> **To do**: Copy out, unchanged, every line from the start of the records to the line that contains "pointer on it", and stop there.

Dataset entries:
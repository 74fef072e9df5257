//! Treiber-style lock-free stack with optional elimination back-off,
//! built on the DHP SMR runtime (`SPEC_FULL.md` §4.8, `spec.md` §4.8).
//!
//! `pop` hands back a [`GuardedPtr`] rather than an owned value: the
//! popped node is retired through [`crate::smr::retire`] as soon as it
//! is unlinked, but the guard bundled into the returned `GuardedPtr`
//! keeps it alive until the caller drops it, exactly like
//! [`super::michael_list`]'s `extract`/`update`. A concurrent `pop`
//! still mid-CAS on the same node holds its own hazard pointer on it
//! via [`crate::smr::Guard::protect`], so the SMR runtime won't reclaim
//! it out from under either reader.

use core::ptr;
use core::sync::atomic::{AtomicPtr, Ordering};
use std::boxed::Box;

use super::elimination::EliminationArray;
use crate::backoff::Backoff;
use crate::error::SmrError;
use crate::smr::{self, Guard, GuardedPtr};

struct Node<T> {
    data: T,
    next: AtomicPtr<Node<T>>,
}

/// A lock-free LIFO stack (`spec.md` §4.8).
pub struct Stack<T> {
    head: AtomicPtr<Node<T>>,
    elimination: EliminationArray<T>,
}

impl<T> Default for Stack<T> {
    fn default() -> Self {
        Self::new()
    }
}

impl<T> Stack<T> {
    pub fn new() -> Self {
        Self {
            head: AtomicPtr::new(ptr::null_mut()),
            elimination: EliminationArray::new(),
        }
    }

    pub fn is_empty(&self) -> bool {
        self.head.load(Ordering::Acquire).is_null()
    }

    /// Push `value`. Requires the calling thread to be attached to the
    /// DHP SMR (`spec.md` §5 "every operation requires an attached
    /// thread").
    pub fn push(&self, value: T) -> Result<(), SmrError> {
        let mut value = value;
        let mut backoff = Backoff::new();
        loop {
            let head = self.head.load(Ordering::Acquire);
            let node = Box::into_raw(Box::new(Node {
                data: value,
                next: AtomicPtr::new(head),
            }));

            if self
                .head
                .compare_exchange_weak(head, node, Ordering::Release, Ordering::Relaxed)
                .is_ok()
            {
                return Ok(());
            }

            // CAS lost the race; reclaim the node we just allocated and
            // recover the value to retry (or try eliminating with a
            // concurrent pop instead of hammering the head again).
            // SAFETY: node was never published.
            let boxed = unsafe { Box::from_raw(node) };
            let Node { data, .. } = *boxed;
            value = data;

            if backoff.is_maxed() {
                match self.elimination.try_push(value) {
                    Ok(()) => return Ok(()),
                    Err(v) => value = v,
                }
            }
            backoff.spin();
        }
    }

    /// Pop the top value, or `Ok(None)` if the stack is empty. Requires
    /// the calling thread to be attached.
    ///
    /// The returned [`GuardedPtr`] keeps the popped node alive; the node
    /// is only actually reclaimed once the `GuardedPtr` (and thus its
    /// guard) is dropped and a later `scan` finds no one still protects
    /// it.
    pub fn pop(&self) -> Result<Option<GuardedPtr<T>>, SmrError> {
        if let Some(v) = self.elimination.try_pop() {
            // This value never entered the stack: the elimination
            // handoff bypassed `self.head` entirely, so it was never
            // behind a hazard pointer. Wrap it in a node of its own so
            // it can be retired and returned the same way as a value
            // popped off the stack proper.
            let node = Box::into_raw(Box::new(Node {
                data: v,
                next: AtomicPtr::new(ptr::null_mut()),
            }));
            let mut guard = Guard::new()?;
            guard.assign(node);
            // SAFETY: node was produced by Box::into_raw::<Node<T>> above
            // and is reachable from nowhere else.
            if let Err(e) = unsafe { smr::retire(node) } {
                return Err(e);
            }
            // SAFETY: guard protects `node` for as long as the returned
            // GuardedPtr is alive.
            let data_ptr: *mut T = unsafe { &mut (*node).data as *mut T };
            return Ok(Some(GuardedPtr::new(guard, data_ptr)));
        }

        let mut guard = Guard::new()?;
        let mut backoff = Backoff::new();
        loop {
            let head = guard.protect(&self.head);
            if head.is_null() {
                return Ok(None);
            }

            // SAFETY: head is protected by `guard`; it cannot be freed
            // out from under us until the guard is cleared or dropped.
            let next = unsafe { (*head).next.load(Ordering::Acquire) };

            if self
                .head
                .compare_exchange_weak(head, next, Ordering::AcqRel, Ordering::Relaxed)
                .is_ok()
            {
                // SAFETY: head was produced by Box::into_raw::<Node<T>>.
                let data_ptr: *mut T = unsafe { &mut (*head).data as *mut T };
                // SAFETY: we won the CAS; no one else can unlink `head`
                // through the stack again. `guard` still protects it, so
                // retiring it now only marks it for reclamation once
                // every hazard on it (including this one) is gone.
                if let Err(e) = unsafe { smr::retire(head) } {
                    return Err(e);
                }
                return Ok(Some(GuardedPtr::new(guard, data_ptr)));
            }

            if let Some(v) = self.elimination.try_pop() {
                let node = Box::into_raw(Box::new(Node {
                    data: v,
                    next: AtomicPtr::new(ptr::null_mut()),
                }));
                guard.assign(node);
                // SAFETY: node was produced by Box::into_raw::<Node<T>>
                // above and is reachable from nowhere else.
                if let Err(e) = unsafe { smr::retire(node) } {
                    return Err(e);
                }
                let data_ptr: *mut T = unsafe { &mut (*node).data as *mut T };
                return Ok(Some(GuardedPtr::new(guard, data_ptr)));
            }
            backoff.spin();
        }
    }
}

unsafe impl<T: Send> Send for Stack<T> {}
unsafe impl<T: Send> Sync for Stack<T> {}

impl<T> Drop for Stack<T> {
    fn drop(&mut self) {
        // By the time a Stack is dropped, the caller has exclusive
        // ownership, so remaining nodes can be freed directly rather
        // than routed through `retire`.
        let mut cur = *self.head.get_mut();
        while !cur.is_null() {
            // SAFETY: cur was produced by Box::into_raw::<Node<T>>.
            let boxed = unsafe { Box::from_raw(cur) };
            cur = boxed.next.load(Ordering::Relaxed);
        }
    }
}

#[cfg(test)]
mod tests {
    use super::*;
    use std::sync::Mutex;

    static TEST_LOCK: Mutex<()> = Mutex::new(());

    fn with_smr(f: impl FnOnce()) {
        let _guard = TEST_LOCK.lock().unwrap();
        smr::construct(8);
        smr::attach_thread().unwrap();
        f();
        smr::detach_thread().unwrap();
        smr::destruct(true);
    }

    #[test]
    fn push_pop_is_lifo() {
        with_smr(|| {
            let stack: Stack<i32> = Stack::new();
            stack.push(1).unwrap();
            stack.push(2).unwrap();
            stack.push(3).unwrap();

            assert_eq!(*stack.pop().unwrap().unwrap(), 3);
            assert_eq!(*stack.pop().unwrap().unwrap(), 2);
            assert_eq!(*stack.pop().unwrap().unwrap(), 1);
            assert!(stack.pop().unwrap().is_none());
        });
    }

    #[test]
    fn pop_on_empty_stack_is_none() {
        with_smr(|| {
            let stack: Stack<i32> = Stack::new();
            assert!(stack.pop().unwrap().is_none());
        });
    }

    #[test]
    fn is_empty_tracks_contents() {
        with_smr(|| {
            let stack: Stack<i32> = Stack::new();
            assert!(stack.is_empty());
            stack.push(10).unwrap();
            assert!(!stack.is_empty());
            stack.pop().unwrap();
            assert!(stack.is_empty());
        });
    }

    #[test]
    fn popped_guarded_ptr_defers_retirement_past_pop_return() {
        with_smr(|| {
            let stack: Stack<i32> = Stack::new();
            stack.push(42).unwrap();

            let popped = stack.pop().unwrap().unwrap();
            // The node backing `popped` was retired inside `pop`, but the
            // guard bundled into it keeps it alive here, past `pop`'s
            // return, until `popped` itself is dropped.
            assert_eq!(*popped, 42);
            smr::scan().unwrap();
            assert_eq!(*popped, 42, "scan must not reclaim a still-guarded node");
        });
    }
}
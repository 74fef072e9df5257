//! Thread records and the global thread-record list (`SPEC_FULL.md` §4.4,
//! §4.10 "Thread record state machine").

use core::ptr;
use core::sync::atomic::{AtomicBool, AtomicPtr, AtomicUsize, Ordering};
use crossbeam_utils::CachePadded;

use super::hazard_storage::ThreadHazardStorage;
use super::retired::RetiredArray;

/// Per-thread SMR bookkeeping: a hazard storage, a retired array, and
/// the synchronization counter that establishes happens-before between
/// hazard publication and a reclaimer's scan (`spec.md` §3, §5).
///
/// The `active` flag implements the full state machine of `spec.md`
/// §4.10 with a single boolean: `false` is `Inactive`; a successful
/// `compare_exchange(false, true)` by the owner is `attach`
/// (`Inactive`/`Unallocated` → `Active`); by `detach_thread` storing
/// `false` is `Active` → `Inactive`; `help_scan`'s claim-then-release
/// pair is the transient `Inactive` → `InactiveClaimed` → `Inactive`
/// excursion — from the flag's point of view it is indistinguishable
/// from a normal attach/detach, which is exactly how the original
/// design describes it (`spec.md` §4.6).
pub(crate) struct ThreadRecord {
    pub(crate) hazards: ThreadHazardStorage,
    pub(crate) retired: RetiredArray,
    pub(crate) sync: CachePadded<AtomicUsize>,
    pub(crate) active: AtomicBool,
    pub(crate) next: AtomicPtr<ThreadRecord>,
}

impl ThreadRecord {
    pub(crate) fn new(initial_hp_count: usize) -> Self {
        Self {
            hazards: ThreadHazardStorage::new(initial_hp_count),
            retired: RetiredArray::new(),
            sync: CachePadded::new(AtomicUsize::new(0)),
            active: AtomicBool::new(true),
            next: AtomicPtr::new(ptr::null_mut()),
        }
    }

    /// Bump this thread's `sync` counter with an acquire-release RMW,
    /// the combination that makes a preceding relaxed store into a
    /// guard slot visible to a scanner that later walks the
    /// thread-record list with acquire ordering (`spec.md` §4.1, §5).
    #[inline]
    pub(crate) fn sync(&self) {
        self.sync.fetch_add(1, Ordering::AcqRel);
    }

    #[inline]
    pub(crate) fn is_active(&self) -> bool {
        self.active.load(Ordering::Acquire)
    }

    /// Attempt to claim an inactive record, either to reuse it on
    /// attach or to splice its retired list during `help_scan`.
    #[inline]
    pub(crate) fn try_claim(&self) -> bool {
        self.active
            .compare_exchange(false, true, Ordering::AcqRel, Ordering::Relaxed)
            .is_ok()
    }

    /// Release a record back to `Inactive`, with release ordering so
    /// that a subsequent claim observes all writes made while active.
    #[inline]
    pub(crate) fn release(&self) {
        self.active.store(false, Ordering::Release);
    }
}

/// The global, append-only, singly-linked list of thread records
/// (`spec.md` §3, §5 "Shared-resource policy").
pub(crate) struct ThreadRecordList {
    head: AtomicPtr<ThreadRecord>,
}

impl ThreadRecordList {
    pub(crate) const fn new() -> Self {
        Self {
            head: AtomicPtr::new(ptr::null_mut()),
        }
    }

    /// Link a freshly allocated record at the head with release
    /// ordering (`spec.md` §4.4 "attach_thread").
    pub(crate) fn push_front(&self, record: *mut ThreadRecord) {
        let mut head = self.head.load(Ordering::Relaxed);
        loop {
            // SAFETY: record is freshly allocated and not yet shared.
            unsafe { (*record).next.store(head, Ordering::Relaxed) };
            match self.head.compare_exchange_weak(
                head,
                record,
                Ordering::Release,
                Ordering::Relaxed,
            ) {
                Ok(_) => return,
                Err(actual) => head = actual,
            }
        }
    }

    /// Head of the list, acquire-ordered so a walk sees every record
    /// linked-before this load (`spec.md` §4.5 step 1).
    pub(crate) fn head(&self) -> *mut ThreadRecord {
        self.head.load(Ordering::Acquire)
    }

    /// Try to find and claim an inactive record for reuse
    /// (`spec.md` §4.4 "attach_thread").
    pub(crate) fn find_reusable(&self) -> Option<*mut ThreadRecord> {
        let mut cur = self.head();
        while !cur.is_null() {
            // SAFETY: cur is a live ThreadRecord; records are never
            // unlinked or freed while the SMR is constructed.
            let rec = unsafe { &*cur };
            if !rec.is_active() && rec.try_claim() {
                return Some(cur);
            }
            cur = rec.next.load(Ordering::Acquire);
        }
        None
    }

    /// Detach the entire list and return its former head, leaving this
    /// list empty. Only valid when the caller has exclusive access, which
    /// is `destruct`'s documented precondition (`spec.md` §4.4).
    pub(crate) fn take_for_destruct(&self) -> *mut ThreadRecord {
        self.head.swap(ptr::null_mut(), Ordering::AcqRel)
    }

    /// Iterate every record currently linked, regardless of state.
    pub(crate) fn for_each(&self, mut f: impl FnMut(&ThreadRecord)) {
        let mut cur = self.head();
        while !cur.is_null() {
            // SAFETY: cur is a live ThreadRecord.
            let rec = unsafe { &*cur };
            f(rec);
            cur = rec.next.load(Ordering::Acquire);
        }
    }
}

> **Task solution**:
repository 74fef072e9df5257
//! Treiber-style lock-free stack with optional elimination back-off,
//! built on the DHP SMR runtime (`SPEC_FULL.md` §4.8, `spec.md` §4.8).
//!
//! `pop` hands back a [`GuardedPtr`] rather than an owned value: the
//! popped node is retired through [`crate::smr::retire`] as soon as it
//! is unlinked, but the guard bundled into the returned `GuardedPtr`
//! keeps it alive until the caller drops it, exactly like
//! [`super::michael_list`]'s `extract`/`update`. A concurrent `pop`
//! still mid-CAS on the same node holds its own hazard pointer on it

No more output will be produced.